[[ Data to examine open ]]
//! Convenience layer for issuing one-off HTTP requests.
//!
//! [`RequestHelper`] turns a method, a URL string, an optional body and
//! caller-supplied query/header maps into an [`HttpRequest`] and sends it
//! through an [`HttpClient`]. The response is returned untouched.

use std::path::PathBuf;

use base64::Engine;
use base64::engine::general_purpose::STANDARD;
use http::header::{AUTHORIZATION, CONTENT_TYPE, HeaderName, HeaderValue};
use http::Method;
use serde::Serialize;

use super::http::{CONTENT_TYPE_JSON, CONTENT_TYPE_JSON_PATCH};
use super::{
    Headers, HttpClient, HttpError, HttpRequest, HttpResponse, Params, TransportClient,
    TransportConfig,
};

/// Username/password pair sent as an `Authorization: Basic` header.
#[derive(Clone, PartialEq, Eq)]
pub struct BasicAuth {
    /// User name
    pub username: String,
    /// Password
    pub password: String,
}

impl BasicAuth {
    /// Creates a credential pair.
    #[must_use]
    pub fn new(username: impl Into<String>, password: impl Into<String>) -> Self {
        Self {
            username: username.into(),
            password: password.into(),
        }
    }

    /// Encodes the credentials as an `Authorization` header value.
    ///
    /// # Errors
    ///
    /// Returns [`HttpError::InvalidRequest`] if the encoded value is not a valid header.
    pub fn header_value(&self) -> Result<HeaderValue, HttpError> {
        let token = STANDARD.encode(format!("{}:{}", self.username, self.password));
        let mut value = HeaderValue::from_str(&format!("Basic {token}"))
            .map_err(|e| HttpError::invalid(format!("invalid basic credentials: {e}")))?;
        value.set_sensitive(true);
        Ok(value)
    }
}

impl std::fmt::Debug for BasicAuth {
    fn fmt(&self, f: &mut std::fmt::Formatter<'_>) -> std::fmt::Result {
        f.debug_struct("BasicAuth")
            .field("username", &self.username)
            .field("password", &"<redacted>")
            .finish()
    }
}

/// Issues GET/DELETE/POST/PUT/PATCH requests through an [`HttpClient`].
///
/// With the default [`TransportClient`], every call builds a fresh
/// client from the configured [`TransportConfig`].
///
/// # Example
///
/// ```no_run
/// use status_hook::webhook::{Params, RequestHelper};
///
/// # async fn example() -> Result<(), Box<dyn std::error::Error>> {
/// let helper = RequestHelper::plain();
/// let params = Params::from([("page".to_string(), "2".to_string())]);
/// let response = helper.get("http://localhost:8080/items", Some(&params), None).await?;
/// println!("{}", response.status);
/// # Ok(())
/// # }
/// ```
#[derive(Debug, Clone)]
pub struct RequestHelper<H = TransportClient> {
    client: H,
    auth: Option<BasicAuth>,
}

impl RequestHelper<TransportClient> {
    /// Helper using the given transport settings.
    #[must_use]
    pub const fn new(transport: TransportConfig) -> Self {
        Self::with_client(TransportClient::new(transport))
    }

    /// Helper with the default timeout that skips certificate verification.
    #[must_use]
    pub fn plain() -> Self {
        Self::new(TransportConfig::default())
    }

    /// Helper with the default timeout that validates servers against a CA bundle.
    #[must_use]
    pub fn with_ca_bundle(ca_path: impl Into<PathBuf>) -> Self {
        Self::new(TransportConfig::default().with_ca_bundle(ca_path))
    }
}

impl<H> RequestHelper<H> {
    /// Helper sending through an arbitrary client.
    #[must_use]
    pub const fn with_client(client: H) -> Self {
        Self { client, auth: None }
    }

    /// Attaches basic credentials to every request.
    #[must_use]
    pub fn with_basic_auth(mut self, auth: BasicAuth) -> Self {
        self.auth = Some(auth);
        self
    }

    /// Returns the underlying client.
    #[must_use]
    pub const fn client(&self) -> &H {
        &self.client
    }
}

impl<H: HttpClient> RequestHelper<H> {
    /// Sends a GET request.
    ///
    /// # Errors
    ///
    /// Returns [`HttpError`] if the request cannot be built or the exchange fails.
    pub async fn get(
        &self,
        url: &str,
        params: Option<&Params>,
        headers: Option<&Headers>,
    ) -> Result<HttpResponse, HttpError> {
        self.send_raw(Method::GET, url, None, params, headers).await
    }

    /// Sends a DELETE request.
    ///
    /// # Errors
    ///
    /// Returns [`HttpError`] if the request cannot be built or the exchange fails.
    pub async fn delete(
        &self,
        url: &str,
        params: Option<&Params>,
        headers: Option<&Headers>,
    ) -> Result<HttpResponse, HttpError> {
        self.send_raw(Method::DELETE, url, None, params, headers).await
    }

    /// Sends a POST request with a JSON body.
    ///
    /// # Errors
    ///
    /// Returns [`HttpError::Serialization`] if `body` cannot be encoded,
    /// otherwise as [`RequestHelper::send_raw`].
    pub async fn post<T: Serialize + ?Sized>(
        &self,
        url: &str,
        body: Option<&T>,
        params: Option<&Params>,
        headers: Option<&Headers>,
    ) -> Result<HttpResponse, HttpError> {
        let body = encode_json(body)?;
        self.send_raw(Method::POST, url, body, params, headers).await
    }

    /// Sends a PUT request with a JSON body.
    ///
    /// # Errors
    ///
    /// Returns [`HttpError::Serialization`] if `body` cannot be encoded,
    /// otherwise as [`RequestHelper::send_raw`].
    pub async fn put<T: Serialize + ?Sized>(
        &self,
        url: &str,
        body: Option<&T>,
        params: Option<&Params>,
        headers: Option<&Headers>,
    ) -> Result<HttpResponse, HttpError> {
        let body = encode_json(body)?;
        self.send_raw(Method::PUT, url, body, params, headers).await
    }

    /// Sends a PATCH request with a JSON body (`application/json-patch+json`).
    ///
    /// # Errors
    ///
    /// Returns [`HttpError::Serialization`] if `body` cannot be encoded,
    /// otherwise as [`RequestHelper::send_raw`].
    pub async fn patch<T: Serialize + ?Sized>(
        &self,
        url: &str,
        body: Option<&T>,
        params: Option<&Params>,
        headers: Option<&Headers>,
    ) -> Result<HttpResponse, HttpError> {
        let body = encode_json(body)?;
        self.send_raw(Method::PATCH, url, body, params, headers).await
    }

    /// Sends a request whose body is already encoded.
    ///
    /// # Errors
    ///
    /// Returns [`HttpError::InvalidRequest`] for a malformed URL or header,
    /// and whatever the client reports for the exchange itself.
    pub async fn send_raw(
        &self,
        method: Method,
        url: &str,
        body: Option<Vec<u8>>,
        params: Option<&Params>,
        headers: Option<&Headers>,
    ) -> Result<HttpResponse, HttpError> {
        let mut request = build_request(method, url, body, params, headers)?;
        if let Some(auth) = &self.auth {
            request.headers.append(AUTHORIZATION, auth.header_value()?);
        }
        self.client.request(request).await
    }
}

/// Returns true for methods that carry a JSON body.
#[must_use]
pub fn carries_body(method: &Method) -> bool {
    *method == Method::POST || *method == Method::PUT || *method == Method::PATCH
}

/// Parses a method name such as `"PUT"`.
///
/// # Errors
///
/// Returns [`HttpError::InvalidRequest`] for an empty or malformed name.
pub fn parse_method(name: &str) -> Result<Method, HttpError> {
    if name.trim().is_empty() {
        return Err(HttpError::invalid("HTTP method is required"));
    }
    name.trim()
        .to_ascii_uppercase()
        .parse::<Method>()
        .map_err(|e| HttpError::invalid(format!("invalid HTTP method '{name}': {e}")))
}

/// Encodes an optional body as JSON.
///
/// # Errors
///
/// Returns [`HttpError::Serialization`] if the value cannot be encoded.
pub fn encode_json<T: Serialize + ?Sized>(body: Option<&T>) -> Result<Option<Vec<u8>>, HttpError> {
    body.map(serde_json::to_vec)
        .transpose()
        .map_err(HttpError::Serialization)
}

/// Builds the request sent by [`RequestHelper`].
///
/// - Body-bearing methods (POST, PUT, PATCH) get a JSON content type;
///   other methods never carry a body.
/// - Every entry of `params` is appended to the URL's query string.
/// - Every entry of `headers` is added, after the content type.
///
/// # Errors
///
/// Returns [`HttpError::InvalidRequest`] if the URL or a header does not parse.
pub fn build_request(
    method: Method,
    url: &str,
    body: Option<Vec<u8>>,
    params: Option<&Params>,
    headers: Option<&Headers>,
) -> Result<HttpRequest, HttpError> {
    let parsed = url::Url::parse(url)
        .map_err(|e| HttpError::invalid(format!("invalid URL '{url}': {e}")))?;

    let mut request = HttpRequest::new(method, parsed);

    if carries_body(&request.method) {
        let content_type = if request.method == Method::PATCH {
            CONTENT_TYPE_JSON_PATCH
        } else {
            CONTENT_TYPE_JSON
        };
        request
            .headers
            .insert(CONTENT_TYPE, HeaderValue::from_static(content_type));
        request.body = body;
    }

    if let Some(params) = params.filter(|p| !p.is_empty()) {
        let mut pairs = request.url.query_pairs_mut();
        for (key, value) in params {
            pairs.append_pair(key, value);
        }
    }

    for (name, value) in headers.into_iter().flatten() {
        let header_name = HeaderName::from_bytes(name.as_bytes())
            .map_err(|e| HttpError::invalid(format!("invalid header name '{name}': {e}")))?;
        let header_value = HeaderValue::from_str(value)
            .map_err(|e| HttpError::invalid(format!("invalid value for header '{name}': {e}")))?;
        request.headers.append(header_name, header_value);
    }

    Ok(request)
}
//! status-hook: outbound HTTP helper and status-change trigger
//!
//! Entry point for the status-hook application.

use status_hook::config::{Cli, Command, ValidatedConfig, write_default_config};
use std::process::ExitCode;

mod app;
mod run;

use app::{exit_code, print_config_hint, setup_tracing};

/// Main entry point.
///
/// Excluded from coverage as it's the thin wrapper around testable components.
#[cfg(not(tarpaulin_include))]
fn main() -> ExitCode {
    let cli = Cli::parse_args();

    // Handle init subcommand
    if let Command::Init { output } = &cli.command {
        return handle_init(output);
    }

    // Load and validate configuration
    let config = match ValidatedConfig::load(&cli) {
        Ok(config) => config,
        Err(e) => {
            eprintln!("Configuration error: {e}");
            print_config_hint(&e);
            return exit_code::CONFIG_ERROR;
        }
    };

    // Setup logging and run
    setup_tracing(config.verbose);
    tracing::debug!("{config}");

    run_application(cli.command, config)
}

/// Handles the `init` subcommand.
fn handle_init(output: &std::path::Path) -> ExitCode {
    match write_default_config(output) {
        Ok(()) => {
            println!("Configuration template written to: {}", output.display());
            exit_code::SUCCESS
        }
        Err(e) => {
            eprintln!("Error: {e}");
            exit_code::CONFIG_ERROR
        }
    }
}

/// Runs the selected command with the given configuration.
///
/// Excluded from coverage - requires async runtime.
#[cfg(not(tarpaulin_include))]
fn run_application(command: Command, config: ValidatedConfig) -> ExitCode {
    let runtime = match tokio::runtime::Runtime::new() {
        Ok(runtime) => runtime,
        Err(e) => {
            eprintln!("Failed to create Tokio runtime: {e}");
            return exit_code::runtime_error();
        }
    };

    match runtime.block_on(run::execute(command, config)) {
        Ok(()) => exit_code::SUCCESS,
        Err(e) if e.is_config() => {
            eprintln!("Configuration error: {e}");
            exit_code::CONFIG_ERROR
        }
        Err(e) => {
            tracing::error!("Application error: {e}");
            exit_code::runtime_error()
        }
    }
}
[[ Data to examine closed ]]
How to complete this task. For this exercise, please copy exactly the lines of the material above from its first line through the line where "use base64::Engine;" appears.

Exercise solution.
//! Convenience layer for issuing one-off HTTP requests.
//!
//! [`RequestHelper`] turns a method, a URL string, an optional body and
//! caller-supplied query/header maps into an [`HttpRequest`] and sends it
//! through an [`HttpClient`]. The response is returned untouched.

use std::path::PathBuf;

use base64::Engine;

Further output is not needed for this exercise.